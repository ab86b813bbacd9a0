extern crate ndarray;
extern crate ndarray_linalg;

use ndarray::*;

///Computes the outer product `ab^T` of vectors `a` and `b`.
pub fn outer(a : ArrayView1<f64>, b : ArrayView1<f64>) -> Array2<f64> {
    let a_column = a.insert_axis(Axis(1));
    let b_row = b.insert_axis(Axis(0));
    a_column.dot(&b_row)
}

///Computes `L L^T` for every `L` in a batch of square matrices,
///which undoes a batched Cholesky factorization.
pub fn batch_gram(factors : ArrayView3<f64>) -> Array3<f64> {
    let mut result = Array::zeros(factors.raw_dim());
    for (i, L) in factors.outer_iter().enumerate() {
        result.index_axis_mut(Axis(0), i).assign(&L.dot(&L.t()));
    }
    result
}

///True when every entry strictly above the diagonal is zero.
pub fn is_lower_triangular(mat : ArrayView2<f64>) -> bool {
    for ((i, j), elem) in mat.indexed_iter() {
        if (j > i && *elem != 0.0) {
            return false;
        }
    }
    true
}
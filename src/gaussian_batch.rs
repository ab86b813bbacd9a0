extern crate ndarray;

use ndarray::*;
use serde::{Serialize, Deserialize};

use crate::batch_sampler::*;
use crate::batch_shape::*;
use crate::normal_source::*;
use crate::sampler_error::*;

///Owned parameters of a batch of `N` Gaussians over `M` dimensions:
///an `N x M` array of means and an `N x M x M` array of covariances.
#[derive(Clone, Debug, PartialEq, Serialize, Deserialize)]
pub struct GaussianBatch {
    means : Array2<f64>,
    covariances : Array3<f64>
}

impl GaussianBatch {
    pub fn new(means : Array2<f64>, covariances : Array3<f64>) -> Result<GaussianBatch> {
        BatchShape::of_parameters(&means.view(), &covariances.view())?;
        Ok(GaussianBatch {
            means,
            covariances
        })
    }

    ///Gaussians which all have identity covariance.
    pub fn isotropic(means : Array2<f64>) -> Result<GaussianBatch> {
        let shape = BatchShape::from_means(&means.view())?;
        let mut covariances = Array::zeros((shape.n, shape.m, shape.m));
        for mut covariance in covariances.outer_iter_mut() {
            covariance.diag_mut().fill(1.0);
        }
        GaussianBatch::new(means, covariances)
    }

    ///Gaussians with diagonal covariances, taking per-coordinate
    ///variances from the `N x M` array `variances`.
    pub fn diagonal(means : Array2<f64>, variances : ArrayView2<f64>) -> Result<GaussianBatch> {
        let shape = BatchShape::from_means(&means.view())?;
        shape.check_rows("variances", &variances)?;
        let mut covariances = Array::zeros((shape.n, shape.m, shape.m));
        for (mut covariance, row) in covariances.outer_iter_mut().zip(variances.outer_iter()) {
            covariance.diag_mut().assign(&row);
        }
        GaussianBatch::new(means, covariances)
    }

    ///Checks the shapes again, since deserializing skips [`GaussianBatch::new`].
    pub fn shape(&self) -> Result<BatchShape> {
        BatchShape::of_parameters(&self.means.view(), &self.covariances.view())
    }
    pub fn means(&self) -> ArrayView2<'_, f64> {
        self.means.view()
    }
    pub fn covariances(&self) -> ArrayView3<'_, f64> {
        self.covariances.view()
    }

    ///Factors the covariances once, for drawing many batches.
    pub fn sampler(&self) -> Result<BatchSampler> {
        BatchSampler::new(self.means.view(), self.covariances.view())
    }

    ///Draws one sample from each Gaussian; see [`sample`](crate::batch_sampler::sample).
    pub fn sample(&self, rng : Option<&mut dyn StandardNormalSource>) -> Result<Array2<f64>> {
        sample(self.means.view(), self.covariances.view(), rng)
    }

    pub fn into_parts(self) -> (Array2<f64>, Array3<f64>) {
        (self.means, self.covariances)
    }
}
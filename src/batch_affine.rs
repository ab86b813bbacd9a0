extern crate ndarray;

use ndarray::*;

#[cfg(feature = "parallel")]
use rayon::prelude::*;

use crate::batch_shape::*;
use crate::params::*;
use crate::sampler_error::*;

///Maps one standard-normal noise vector onto a Gaussian with the given
///Cholesky factor and mean: `L x + mean`.
pub fn affine_row(factor : ArrayView2<f64>, noise : ArrayView1<f64>, mean : ArrayView1<f64>) -> Array1<f64> {
    let mut result = factor.dot(&noise);
    result += &mean;
    result
}

///Applies the affine transform `L[i] noise[i] + means[i]` to every row `i`
///of a batch, returning an `N x M` array with rows in input order.
///
///Rows are addressed by explicit `(batch, feature)` indices, so neither
///`N == 1` nor `M == 1` collapses an axis of the result.
pub fn batch_affine(factors : ArrayView3<f64>, noise : ArrayView2<f64>, means : ArrayView2<f64>) -> Result<Array2<f64>> {
    let shape = BatchShape::from_means(&means)?;
    shape.check_covariances(&factors)?;
    shape.check_rows("noise", &noise)?;

    let rows = transform_rows(&shape, factors, noise, means);

    let mut result = Array::zeros((shape.n, shape.m));
    for (i, row) in rows.into_iter().enumerate() {
        result.row_mut(i).assign(&row);
    }
    Ok(result)
}

#[cfg(not(feature = "parallel"))]
fn transform_rows(shape : &BatchShape, factors : ArrayView3<f64>, noise : ArrayView2<f64>,
                  means : ArrayView2<f64>) -> Vec<Array1<f64>> {
    transform_rows_sequential(shape, factors, noise, means)
}

#[cfg(feature = "parallel")]
fn transform_rows(shape : &BatchShape, factors : ArrayView3<f64>, noise : ArrayView2<f64>,
                  means : ArrayView2<f64>) -> Vec<Array1<f64>> {
    if (shape.n < PARALLEL_BATCH_THRESHOLD) {
        return transform_rows_sequential(shape, factors, noise, means);
    }
    (0..shape.n).into_par_iter()
                .map(|i| affine_row(factors.index_axis(Axis(0), i), noise.row(i), means.row(i)))
                .collect()
}

fn transform_rows_sequential(shape : &BatchShape, factors : ArrayView3<f64>, noise : ArrayView2<f64>,
                             means : ArrayView2<f64>) -> Vec<Array1<f64>> {
    let mut result = Vec::with_capacity(shape.n);
    for i in 0..shape.n {
        result.push(affine_row(factors.index_axis(Axis(0), i), noise.row(i), means.row(i)));
    }
    result
}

· · · ·

— HOW TO COMPLETE THIS TASK —
Search the records above for "enumerate". Copy each line where it is found.

— RESPONSE —
    for (i, L) in factors.outer_iter().enumerate() {
    for (i, row) in rows.into_iter().enumerate() {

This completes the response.